This week is anticipated to be significant for the Canadian economy. The deadline for the renewal of the Canada-U.S.-Mexico Agreement is approaching, likely to pass on Wednesday amidst various comments and criticisms. Preceding this event, the latest GDP figures for April will be released on Tuesday.
The economy has been facing challenges, with consecutive quarters of economic decline at the end of last year and the beginning of this year, sparking debates on the possibility of a technical recession in Canada. It is evident that Canada’s economy was already fragile before the impact of the U.S. President’s trade policies, which have exacerbated the situation, resulting in stagnant growth over the past year.
Recent data from Statistics Canada shows a potential 0.4% increase in real GDP for April, indicating a positive development. While this may seem modest, consistent monthly growth at this rate would denote a robust economy. Notably, Canada has only experienced 0.4% or higher monthly growth six times since the summer of 2022.
Economists from RBC, Nathan Janzen, and Claire Fan, suggest a notable expansion in non-conventional oil extraction and manufacturing GDP in April, contributing to the overall growth of goods-producing sectors.

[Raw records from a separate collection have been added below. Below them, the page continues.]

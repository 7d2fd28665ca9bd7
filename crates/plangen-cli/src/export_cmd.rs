use std::io::Write;
use std::path::{Path, PathBuf};

use anyhow::Context;
use clap::ValueEnum;

use plangen_core::document::LessonPlanDocument;
use plangen_core::export::legacy_document;
use plangen_core::render::{document_page, print_page};

/// Output formats for a finished document.
#[derive(Debug, Clone, Copy, PartialEq, Eq, ValueEnum)]
pub enum OutputFormat {
    /// Standalone HTML page
    Html,
    /// HTML page that opens the print dialog when loaded
    Print,
    /// Word-compatible .doc file
    Doc,
    /// Document JSON, re-renderable with `plangen render`
    Json,
}

/// Encoded document plus the file name used when no output path is given.
///
/// Only `.doc` has a default file name; other formats go to stdout.
pub fn encode(doc: &LessonPlanDocument, format: OutputFormat) -> (Vec<u8>, Option<String>) {
    match format {
        OutputFormat::Html => (document_page(doc).into_bytes(), None),
        OutputFormat::Print => (print_page(doc).into_bytes(), None),
        OutputFormat::Json => (doc.to_json().into_bytes(), None),
        OutputFormat::Doc => {
            let artifact = legacy_document(doc);
            (artifact.bytes, Some(artifact.file_name))
        }
    }
}

/// Write a document in `format` to `output`, its default file, or stdout.
pub fn write_document(
    doc: &LessonPlanDocument,
    format: OutputFormat,
    output: Option<&Path>,
) -> anyhow::Result<()> {
    let (bytes, default_name) = encode(doc, format);
    let target: Option<PathBuf> = output
        .map(Path::to_path_buf)
        .or_else(|| default_name.map(PathBuf::from));

    match target {
        Some(path) => {
            std::fs::write(&path, &bytes)
                .with_context(|| format!("cannot write output file: {}", path.display()))?;
            tracing::info!(path = %path.display(), ?format, bytes = bytes.len(), "wrote document");
            println!("Wrote {}", path.display());
        }
        None => {
            let mut stdout = std::io::stdout().lock();
            stdout.write_all(&bytes)?;
            stdout.flush()?;
        }
    }
    Ok(())
}

/// Execute `plangen render`: re-render a saved document JSON.
pub fn run_render(
    path: &Path,
    format: OutputFormat,
    output: Option<&Path>,
) -> anyhow::Result<()> {
    let contents = std::fs::read_to_string(path)
        .with_context(|| format!("failed to read document {}", path.display()))?;
    let doc = LessonPlanDocument::from_json(&contents)
        .with_context(|| format!("invalid document JSON in {}", path.display()))?;
    write_document(&doc, format, output)
}
//! HTML pages served by `plangen serve`.
//!
//! Plain server-rendered forms: no client-side framework, one page for
//! input and one for the generated document.

use plangen_core::document::LessonPlanDocument;
use plangen_core::export;
use plangen_core::form::{FormField, FormInput};
use plangen_core::render::{escape_html, render_document};

/// One-shot message shown above the form.
#[derive(Debug, Clone, PartialEq, Eq)]
pub enum Notice {
    Error(String),
    Info(String),
}

const APP_CSS: &str = "\
body { margin: 0; background: #f3f4f6; font-family: Arial, sans-serif; color: #111827; }\n\
nav { background: #fff; border-bottom: 1px solid #e5e7eb; padding: 12px 24px; display: flex; justify-content: space-between; align-items: center; }\n\
nav h1 { margin: 0; font-size: 20px; }\n\
main { max-width: 1200px; margin: 0 auto; padding: 24px; }\n\
.panel { max-width: 760px; margin: 0 auto; background: #fff; border-radius: 12px; padding: 24px; }\n\
fieldset { border: none; border-top: 1px solid #e5e7eb; margin: 0 0 24px; padding: 16px 0 0; }\n\
legend { font-weight: bold; padding-right: 8px; }\n\
label { display: block; font-size: 14px; font-weight: 600; margin: 12px 0 4px; }\n\
input[type=text], textarea { width: 100%; box-sizing: border-box; padding: 8px; border: 1px solid #d1d5db; border-radius: 6px; }\n\
textarea { min-height: 72px; }\n\
.grid { display: grid; grid-template-columns: 1fr 1fr; gap: 0 16px; }\n\
.banner { padding: 12px 16px; margin-bottom: 24px; border-left: 4px solid; }\n\
.banner.error { background: #fef2f2; border-color: #ef4444; color: #b91c1c; }\n\
.banner.info { background: #eff6ff; border-color: #3b82f6; color: #1d4ed8; }\n\
.actions { display: flex; gap: 12px; }\n\
button:disabled { opacity: 0.6; cursor: wait; }\n\
button, .button { padding: 8px 16px; border: none; border-radius: 6px; background: #2563eb; color: #fff; font-weight: 600; cursor: pointer; text-decoration: none; font-size: 14px; }\n\
.button.secondary, button.secondary { background: #4f46e5; }\n\
.button.print { background: #dc2626; }\n\
.document { background: #fff; padding: 16px; overflow-x: auto; }\n\
@media print { nav, .toolbar { display: none; } main { padding: 0; } }\n";

/// Disables both submit buttons once a submission starts and relabels the
/// one that was pressed. The server still refuses overlapping calls.
const BUSY_SCRIPT: &str = "\
function plangenBusy(form, submitter) {\n\
  var extracting = submitter && submitter.getAttribute('formaction') === '/extract';\n\
  form.querySelectorAll('button[type=submit]').forEach(function (b) { b.disabled = true; });\n\
  if (submitter) { submitter.textContent = extracting ? 'Extracting…' : 'Generating…'; }\n\
  return true;\n\
}\n";

fn shell(title: &str, nav_extra: &str, body: &str, doc_styles: bool) -> String {
    let mut out = String::with_capacity(body.len() + 8 * 1024);
    out.push_str("<!DOCTYPE html><html lang=\"en\"><head><meta charset=\"utf-8\">");
    out.push_str("<meta name=\"viewport\" content=\"width=device-width, initial-scale=1\">");
    out.push_str(&format!("<title>{}</title><style>", escape_html(title)));
    out.push_str(APP_CSS);
    if doc_styles {
        out.push_str(&export::stylesheet());
    }
    out.push_str("</style></head><body>");
    out.push_str("<nav><div><h1>PlanGen</h1><small>Weekly Lesson Log Planner</small></div>");
    out.push_str(nav_extra);
    out.push_str("</nav><main>");
    out.push_str(body);
    out.push_str("</main></body></html>");
    out
}

fn banner(notice: Option<&Notice>) -> String {
    match notice {
        Some(Notice::Error(msg)) => {
            format!("<div class=\"banner error\">{}</div>", escape_html(msg))
        }
        Some(Notice::Info(msg)) => {
            format!("<div class=\"banner info\">{}</div>", escape_html(msg))
        }
        None => String::new(),
    }
}

fn input(out: &mut String, form: &FormInput, field: FormField, multiline: bool) {
    let name = field.name();
    let required = if field.is_required() { " required" } else { "" };
    let value = escape_html(form.get(field));
    out.push_str(&format!(
        "<label for=\"{name}\">{}</label>",
        escape_html(&field.label())
    ));
    if multiline {
        out.push_str(&format!(
            "<textarea id=\"{name}\" name=\"{name}\"{required}>{value}</textarea>"
        ));
    } else {
        out.push_str(&format!(
            "<input type=\"text\" id=\"{name}\" name=\"{name}\" value=\"{value}\"{required}>"
        ));
    }
}

/// The input form, pre-filled from `form`.
pub fn form_page(form: &FormInput, notice: Option<&Notice>) -> String {
    let mut body = String::with_capacity(12 * 1024);
    body.push_str(&banner(notice));
    body.push_str("<div class=\"panel\"><h2>5-Day Weekly Lesson Log</h2>");
    body.push_str(&format!("<script>{BUSY_SCRIPT}</script>"));
    body.push_str(
        "<form method=\"post\" action=\"/generate\" enctype=\"multipart/form-data\" \
         onsubmit=\"return plangenBusy(this, event.submitter);\">",
    );

    let fields = FormField::all();

    body.push_str("<fieldset><legend>General Information</legend><div class=\"grid\">");
    for f in fields.iter().filter(|f| matches!(f, FormField::General(_))) {
        body.push_str("<div>");
        input(&mut body, form, *f, false);
        body.push_str("</div>");
    }
    body.push_str("</div></fieldset>");

    body.push_str("<fieldset><legend>Curriculum Standards</legend>");
    body.push_str("<label for=\"exemplar\">Exemplar document (optional)</label>");
    body.push_str(
        "<input type=\"file\" id=\"exemplar\" name=\"exemplar\" \
         accept=\".pdf,.doc,.docx,.txt,.md,.html,.png,.jpg,.jpeg,.webp\">",
    );
    if let Some(ex) = &form.exemplar {
        body.push_str(&format!(
            "<p><small>Attached: {} ({} bytes)</small></p>",
            escape_html(&ex.mime_type),
            ex.data.len()
        ));
    }
    body.push_str(
        "<p><button type=\"submit\" class=\"secondary\" formaction=\"/extract\" \
         formnovalidate>Extract standards from exemplar</button></p>",
    );
    for f in fields.iter().filter(|f| matches!(f, FormField::Standard(_))) {
        input(&mut body, form, *f, true);
    }
    body.push_str("</fieldset>");

    body.push_str("<fieldset><legend>Daily Topics</legend>");
    for f in fields.iter().filter(|f| matches!(f, FormField::Topic(_))) {
        input(&mut body, form, *f, false);
    }
    body.push_str("</fieldset>");

    body.push_str("<fieldset><legend>Context</legend>");
    input(&mut body, form, FormField::SpecificNeeds, true);
    body.push_str("</fieldset>");

    body.push_str("<fieldset><legend>Signatories</legend><div class=\"grid\">");
    for f in fields.iter().filter(|f| {
        matches!(
            f,
            FormField::SignatoryName(_) | FormField::SignatoryPosition(_)
        )
    }) {
        body.push_str("<div>");
        input(&mut body, form, *f, false);
        body.push_str("</div>");
    }
    body.push_str("</div></fieldset>");

    body.push_str("<button type=\"submit\">Generate Lesson Plan</button>");
    body.push_str("</form></div>");

    shell("PlanGen", "", &body, false)
}

/// The generated document with print/export actions.
pub fn result_page(doc: &LessonPlanDocument) -> String {
    let nav = "<form method=\"post\" action=\"/reset\">\
               <button type=\"submit\" class=\"secondary\">Create New Plan</button></form>";

    let mut body = String::with_capacity(32 * 1024);
    body.push_str("<div class=\"toolbar actions\"><h2>Generated Daily Lesson Log</h2>");
    body.push_str("<a class=\"button secondary\" href=\"/export/doc\">Export to Word</a>");
    body.push_str(
        "<a class=\"button print\" href=\"/print\" target=\"_blank\" rel=\"noopener\">Save as PDF</a>",
    );
    body.push_str("</div><div class=\"document\">");
    body.push_str(&render_document(doc));
    body.push_str("</div>");

    shell(
        &format!("{} Lesson Plan", doc.meta.subject),
        nav,
        &body,
        true,
    )
}

#[cfg(test)]
mod tests {
    use super::*;
    use plangen_core::document::assemble;
    use plangen_core::form::Attachment;
    use plangen_test_utils::sample_form;

    #[test]
    fn form_has_every_field() {
        let html = form_page(&FormInput::default(), None);
        for f in FormField::all() {
            assert!(
                html.contains(&format!("name=\"{}\"", f.name())),
                "missing input {}",
                f.name()
            );
        }
        assert!(html.contains("enctype=\"multipart/form-data\""));
        assert!(html.contains("name=\"exemplar\""));
    }

    #[test]
    fn form_is_prefilled_and_escaped() {
        let mut form = sample_form();
        form.school = "A & B \"School\"".to_string();
        let html = form_page(&form, None);
        assert!(html.contains("value=\"A &amp; B &quot;School&quot;\""));
        assert!(html.contains(">The learners demonstrate understanding of energy flow"));
    }

    #[test]
    fn required_markers_follow_field_rules() {
        let html = form_page(&FormInput::default(), None);
        assert!(html.contains("name=\"school\" value=\"\" required>"));
        assert!(html.contains("name=\"teacher_position\" value=\"\">"));
        assert!(html.contains("name=\"checker_name\" value=\"\">"));
    }

    #[test]
    fn banner_and_attachment_shown() {
        let mut form = FormInput::default();
        form.attach_exemplar(Attachment::new(vec![1, 2, 3], "application/pdf"));
        let html = form_page(&form, Some(&Notice::Error("Failed <badly>".to_string())));
        assert!(html.contains("<div class=\"banner error\">Failed &lt;badly&gt;</div>"));
        assert!(html.contains("Attached: application/pdf (3 bytes)"));
    }

    #[test]
    fn submit_disables_buttons() {
        let html = form_page(&sample_form(), None);
        assert!(html.contains("onsubmit=\"return plangenBusy(this, event.submitter);\""));
        assert!(html.contains("function plangenBusy(form, submitter)"));
        assert!(html.contains("b.disabled = true"));
        assert!(html.contains("'Generating…'"));
        assert!(html.contains("'Extracting…'"));
        assert_eq!(html.matches("type=\"submit\"").count(), 2);
    }

    #[test]
    fn result_page_links_exports() {
        let html = result_page(&assemble(&sample_form(), vec![]));
        assert!(html.contains("href=\"/export/doc\""));
        assert!(html.contains("href=\"/print\""));
        assert!(html.contains("action=\"/reset\""));
        assert!(html.contains("Revised K to 10 Curriculum"));
        assert!(html.contains(".section-band {"));
    }
}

However, concerns have been raised about the reliability of recent data releases, with significant revisions impacting economic indicators. Desjardins economists Randall Bartlett and L.J. Valencia have highlighted the increased unreliability of monthly GDP as an economic indicator since the pandemic, affecting the understanding of economic trends.
Revisions in data, including job numbers and retail sales figures, have become less reliable, posing challenges in interpreting the economy’s direction accurately. The unpredictability of revisions in recent years presents deeper issues that may require more funding and address concerns related to public trust in institutions.
The upcoming GDP numbers on Tuesday carry significance as they precede the CUSMA renewal deadline, expected to reflect a rebound from a period of negative growth. Additionally, new revisions anticipated from the release could alter previous reports and reshape the perception of the economy during these challenging times.